Rencontre avec François Corneloup à l’occasion de son concert en duo avec Franck Tortiller le samedi 20 octobre 2018 à la bibliothèque de Bordeaux Mériadeck (Auditorium à 16h00)

Quels sont tes liens avec la métropole bordelaise ?

J’y vis depuis maintenant presque 20 ans. Je viens de région parisienne. J’habitais à Montreuil, venant jouer au festival de Bernard Lubat  à Uzeste. Depuis 1984, j’ai rencontré ma seconde épouse que j’ai rejointe ici en 1999.

Bordeaux a pour moi d’abord été la ville du repos où je retrouvais  les miens, entre mes voyages de musicien. Pendant longtemps, je me suis assez peu investi artistiquement parlant dans mon environnement proche. Les choses ont changé lorsque j’ai créé Le Peuple Étincelle, composé de musiciens de la région. Cette formation me tient particulièrement à cœur car je l’ai voulue comme elle constitue un ancrage. Se voir régulièrement et facilement, dans une vraie dynamique de groupe  là où on vit, prendre le temps : jouer mais pas que… se projeter dans du circuit court, dans du quotidien. C’est une dimension qui peut parfois me manquer sur d’autres projets. Je garde aussi de précieux souvenirs de mon passage à plusieurs reprises dans le Bordeaux Jazz Festival qu’avait monté Philippe Méziat. Il faudrait songer à recréer dans cette ville un rendez-vous des musiques de création. J’y pense, parfois…
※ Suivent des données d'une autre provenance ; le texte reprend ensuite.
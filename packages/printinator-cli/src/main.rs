//! Printinator CLI - Headless agent for cloud and LAN 3D printer fleets
//!
//! This binary drives the printinator core engine and can:
//! - Log in to the vendor cloud with a username and password
//! - Pair with LAN printers through the knob-press flow
//! - Print a one-shot view of both fleets
//! - Run as a background daemon keeping the fleet view fresh

mod daemon;

use anyhow::{Context, Result};
use chrono::Utc;
use clap::{Parser, Subcommand, ValueEnum};
use futures::StreamExt;
use printinator_core::cloud::CloudFleet;
use printinator_core::config::{self, AgentConfig};
use printinator_core::discovery::{BrowseEvent, ServiceBrowser};
use printinator_core::store::{self, CredentialStore};
use printinator_core::{
    DeviceAddress, DiscoveryAgent, FleetView, LanFleet, PairingFlow, PairingProgress,
    StaticBrowser,
};
use std::io::{BufRead, Write};
use std::sync::Arc;
use tokio_util::sync::CancellationToken;

#[derive(Parser)]
#[command(name = "printinator")]
#[command(author = "Printinator Authors")]
#[command(version)]
#[command(about = "Headless agent for cloud and LAN 3D printer fleets")]
#[command(long_about = "
Printinator keeps a live view of your 3D printers: cloud printers through
the vendor API and LAN printers over their JSON-RPC interface.

Quick start:
  1. Log in to the cloud:  printinator login --username you@example.com
  2. Pair a LAN printer:   printinator pair 192.168.1.50
  3. Show the fleet:       printinator printers
  4. Start daemon:         printinator daemon
")]
pub struct Cli {
    #[command(subcommand)]
    pub command: Commands,

    /// Enable verbose logging
    #[arg(short, long, global = true)]
    pub verbose: bool,

    /// Output format
    #[arg(short, long, global = true, default_value = "text")]
    pub format: OutputFormat,
}

#[derive(Clone, Copy, ValueEnum)]
pub enum OutputFormat {
    /// Human-readable text output
    Text,
    /// JSON output for scripting
    Json,
}

#[derive(Subcommand)]
pub enum Commands {
    /// Store cloud credentials and acquire a token
    Login {
        #[arg(short, long)]
        username: String,

        /// Read from stdin when omitted
        #[arg(short, long)]
        password: Option<String>,
    },

    /// Revoke the cloud token and forget the stored login
    Logout,

    /// Show cloud session and known printers
    Status,

    /// Sync both fleets once and print the result
    Printers,

    /// Pair with a LAN printer (press the knob when asked)
    Pair {
        /// Printer address, `host` or `host:port`
        address: String,
    },

    /// List known LAN printer addresses
    Devices,

    /// Run continuously, keeping the fleet view fresh
    Daemon,

    /// Show configuration paths and settings
    Config,
}

#[tokio::main]
async fn main() -> Result<()> {
    let cli = Cli::parse();

    // Initialize logging
    let log_level = if cli.verbose { "debug" } else { "info" };
    tracing_subscriber::fmt()
        .with_env_filter(
            tracing_subscriber::EnvFilter::try_from_default_env()
                .unwrap_or_else(|_| format!("printinator={},printinator_core={}", log_level, log_level).into()),
        )
        .with_target(false)
        .init();

    let config = config::load_config();

    match &cli.command {
        Commands::Login { username, password } => {
            cmd_login(&cli, &config, username, password.clone()).await
        }
        Commands::Logout => cmd_logout(&cli, &config).await,
        Commands::Status => cmd_status(&cli),
        Commands::Printers => cmd_printers(&cli, &config).await,
        Commands::Pair { address } => cmd_pair(&cli, &config, address).await,
        Commands::Devices => cmd_devices(&cli),
        Commands::Daemon => daemon::run_daemon(config).await,
        Commands::Config => cmd_config(&cli, &config),
    }
}

fn open_store() -> Result<CredentialStore> {
    let backend = store::default_backend().context("Failed to open credential storage")?;
    Ok(CredentialStore::open(backend))
}

fn read_password() -> Result<String> {
    eprint!("Password: ");
    std::io::stderr().flush()?;

    let mut line = String::new();
    std::io::stdin()
        .lock()
        .read_line(&mut line)
        .context("Failed to read password")?;
    Ok(line.trim_end_matches(['\r', '\n']).to_string())
}

async fn cmd_login(
    cli: &Cli,
    config: &AgentConfig,
    username: &str,
    password: Option<String>,
) -> Result<()> {
    let password = match password {
        Some(password) => password,
        None => read_password()?,
    };
    if password.is_empty() {
        anyhow::bail!("Password must not be empty");
    }

    let store = open_store()?;
    let fleet = CloudFleet::new(&config.cloud, store.clone());

    store.set_login(username, &password);
    fleet.on_credentials_changed(store.credentials().login()).await;
    fleet
        .ensure_valid_token()
        .await
        .context("Cloud login failed")?;

    let expiry = store.credentials().token_expiry;
    match cli.format {
        OutputFormat::Text => {
            println!("Logged in as {}", username);
            if let Some(expiry) = expiry {
                println!("Token valid until {}", expiry.to_rfc3339());
            }
        }
        OutputFormat::Json => {
            println!("{}", serde_json::json!({
                "status": "logged_in",
                "username": username,
                "token_expiry": expiry,
            }));
        }
    }

    Ok(())
}

async fn cmd_logout(cli: &Cli, config: &AgentConfig) -> Result<()> {
    let store = open_store()?;

    if !store.credentials().has_login() {
        match cli.format {
            OutputFormat::Text => println!("Not logged in."),
            OutputFormat::Json => {
                println!("{}", serde_json::json!({
                    "status": "not_logged_in",
                }));
            }
        }
        return Ok(());
    }

    let username = store.credentials().username;
    CloudFleet::new(&config.cloud, store).logout().await;

    match cli.format {
        OutputFormat::Text => println!("Logged out {}", username),
        OutputFormat::Json => {
            println!("{}", serde_json::json!({
                "status": "logged_out",
                "username": username,
            }));
        }
    }

    Ok(())
}

fn cmd_status(cli: &Cli) -> Result<()> {
    let store = open_store()?;
    let creds = store.credentials();
    let devices = store.devices();
    let paired = devices.iter().filter(|d| d.is_paired()).count();
    let token_valid = creds.token_is_valid(Utc::now());

    match cli.format {
        OutputFormat::Text => {
            if creds.has_login() {
                println!("Cloud:   Logged in as {}", creds.username);
                match creds.token_expiry {
                    Some(expiry) if token_valid => {
                        println!("Token:   valid until {}", expiry.to_rfc3339())
                    }
                    _ => println!("Token:   expired (renewed on next sync)"),
                }
            } else {
                println!("Cloud:   Not logged in");
            }
            println!("LAN:     {} known printers, {} paired", devices.len(), paired);
            println!();
            println!("Storage: {}", store.storage_info());
        }
        OutputFormat::Json => {
            println!("{}", serde_json::json!({
                "logged_in": creds.has_login(),
                "username": creds.username,
                "token_valid": token_valid,
                "token_expiry": creds.token_expiry,
                "known_printers": devices.len(),
                "paired_printers": paired,
                "storage_info": store.storage_info(),
            }));
        }
    }

    Ok(())
}

/// Register the configured hosts the same way discovery would.
async fn register_static_hosts(config: &AgentConfig, store: &CredentialStore) {
    let browser = StaticBrowser::new(config.lan.hosts.clone());
    let agent = DiscoveryAgent::new(&config.lan, store.clone(), Arc::new(browser.clone()));

    let mut events = browser.browse(&config.lan.service_type, &config.lan.domain);
    while let Some(event) = events.next().await {
        let outcome = match event {
            BrowseEvent::Resolved(service) => agent.register(&service).map(|_| ()),
            BrowseEvent::Failed { name, reason } => {
                tracing::warn!("Could not resolve {}: {}", name, reason);
                Ok(())
            }
        };
        if let Err(e) = outcome {
            tracing::warn!("{}", e);
        }
    }
}

async fn cmd_printers(cli: &Cli, config: &AgentConfig) -> Result<()> {
    let store = open_store()?;
    register_static_hosts(config, &store).await;

    let cloud = CloudFleet::new(&config.cloud, store.clone());
    let lan = LanFleet::new(&config.lan, store.clone());

    let (_, lan_printers) = tokio::join!(cloud.sync_printers(), lan.poll_cycle());
    let view = FleetView {
        cloud: cloud.printers(),
        lan: Arc::new(lan_printers.unwrap_or_default()),
        updated_at: Some(Utc::now()),
    };

    match cli.format {
        OutputFormat::Text => print_view(&view),
        OutputFormat::Json => println!("{}", serde_json::to_string_pretty(&view)?),
    }

    Ok(())
}

fn print_view(view: &FleetView) {
    println!("Cloud printers ({}):", view.cloud.len());
    for printer in view.cloud.iter() {
        let detail = match printer.current_run() {
            Some(run) => format!("{} {:.0}%", run.name, run.progress() * 100.0),
            None => String::new(),
        };
        println!(
            "  {:14} {:10} {:10} {}",
            printer.serial,
            printer.machine_type_id,
            printer.status().as_str(),
            detail
        );
    }

    println!();
    println!("LAN printers ({}):", view.lan.len());
    for printer in view.lan.iter() {
        let auth = if printer.is_authenticated() { "paired" } else { "unpaired" };
        let temps = printer
            .system_information
            .as_ref()
            .map(|info| {
                info.toolheads
                    .iter()
                    .filter_map(|t| t.current_temperature)
                    .map(|t| format!("{:.0}C", t))
                    .collect::<Vec<_>>()
                    .join(" ")
            })
            .unwrap_or_default();
        println!(
            "  {:21} {:20} {:8} fw {}  {}",
            printer.address, printer.machine_name, auth, printer.firmware_version, temps
        );
    }
}

async fn cmd_pair(cli: &Cli, config: &AgentConfig, address: &str) -> Result<()> {
    let store = open_store()?;
    let address = DeviceAddress::parse(address);

    let format = cli.format;
    let flow = PairingFlow::new(&config.lan, &config.pairing, store).with_progress(move |progress| {
        if let OutputFormat::Text = format {
            match progress {
                PairingProgress::RequestingAnswerCode => println!("Contacting printer..."),
                PairingProgress::WaitingForKnob {
                    attempt,
                    max_attempts,
                } => {
                    if attempt == 1 {
                        println!("Press the knob on the printer to accept.");
                    }
                    println!("  waiting ({}/{})", attempt, max_attempts);
                }
                PairingProgress::RequestingToken => println!("Requesting access token..."),
                PairingProgress::Paired => {}
            }
        }
    });

    let cancel = CancellationToken::new();
    let ctrl_c = cancel.clone();
    tokio::spawn(async move {
        if tokio::signal::ctrl_c().await.is_ok() {
            ctrl_c.cancel();
        }
    });

    flow.pair(&address, &cancel)
        .await
        .with_context(|| format!("Pairing with {} failed", address))?;

    match cli.format {
        OutputFormat::Text => println!("Paired with {}", address),
        OutputFormat::Json => {
            println!("{}", serde_json::json!({
                "status": "paired",
                "address": address.key(),
            }));
        }
    }

    Ok(())
}

fn cmd_devices(cli: &Cli) -> Result<()> {
    let store = open_store()?;
    let devices = store.devices();

    match cli.format {
        OutputFormat::Text => {
            if devices.is_empty() {
                println!("No known printers. Add hosts under [lan] in the config file or run 'printinator daemon'.");
            }
            for device in &devices {
                let state = if device.is_paired() { "paired" } else { "unpaired" };
                println!("  {:21} {}", device.key(), state);
            }
        }
        OutputFormat::Json => {
            let devices: Vec<_> = devices
                .iter()
                .map(|d| serde_json::json!({
                    "address": d.key(),
                    "paired": d.is_paired(),
                }))
                .collect();
            println!("{}", serde_json::json!({ "devices": devices }));
        }
    }

    Ok(())
}

fn cmd_config(cli: &Cli, config: &AgentConfig) -> Result<()> {
    let config_path = config::get_config_file_path_string();
    let storage = open_store()
        .map(|s| s.storage_info())
        .unwrap_or_else(|e| format!("unavailable ({:#})", e));

    match cli.format {
        OutputFormat::Text => {
            println!("Configuration");
            println!("=============");
            println!();
            println!("Config file:      {}", config_path);
            println!("API endpoint:     {} (from {})", config.cloud.api_url, config.cloud.source);
            println!("Cloud poll:       every {}s", config.cloud.poll_interval.as_secs());
            println!("Service type:     {}.{}", config.lan.service_type, config.lan.domain);
            println!("Static hosts:     {}", config.lan.hosts.join(", "));
            println!("Credential store: {}", storage);
            println!();
            println!("Environment variables:");
            println!("  PRINTINATOR_CLOUD_URL  - Override API endpoint");
            println!("  FORMLABS_CLIENT_ID     - OAuth client id");
            println!("  FORMLABS_CLIENT_SECRET - OAuth client secret");
            println!();
            println!("Example config.toml:");
            println!();
            println!("{}", config::generate_example_config());
        }
        OutputFormat::Json => {
            println!("{}", serde_json::json!({
                "config_file": config_path,
                "api_url": config.cloud.api_url,
                "api_source": format!("{}", config.cloud.source),
                "poll_interval_secs": config.cloud.poll_interval.as_secs(),
                "service_type": config.lan.service_type,
                "hosts": config.lan.hosts,
                "credential_storage": storage,
            }));
        }
    }

    Ok(())
}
Quels sont les principaux projets dans lesquels tu es engagé?

Mon travail se construit selon plusieurs polarités.

Avec « le Peuple Etincelle », nous sommes un groupe de bal. Nous jouons de la musique à danser, sans volonté de faire la démonstration d’une recherche formelle à proprement parler. En tous cas celle que nous élaborons est consacrée à procurer de la joie et créer du lien.

Le dernier né de mes projets collectifs, c’est le quintet Révolut!on. On est dans une fusion de styles, une croisée de chemins entre Michel Portal, Radiohead et le Miles des années 70. Sur des fondations rythmiques très solides, on utilise l’énergie de la pop pour ouvrir notre jeu vers des espaces musicaux nouveaux.

Il y a aussi mon travail avec Dominique Pifarély au sein du groupe Anabasis, composé de 7 musiciens acoustiques. Là, nous jouons dans un sillon musical très précis, tracé selon les choix esthétiques de Dominique et qu’on pourrait  très schématiquement décrire comme une fusion des couleurs harmoniques atonales de l’école de Vienne et le rock prog des années 70.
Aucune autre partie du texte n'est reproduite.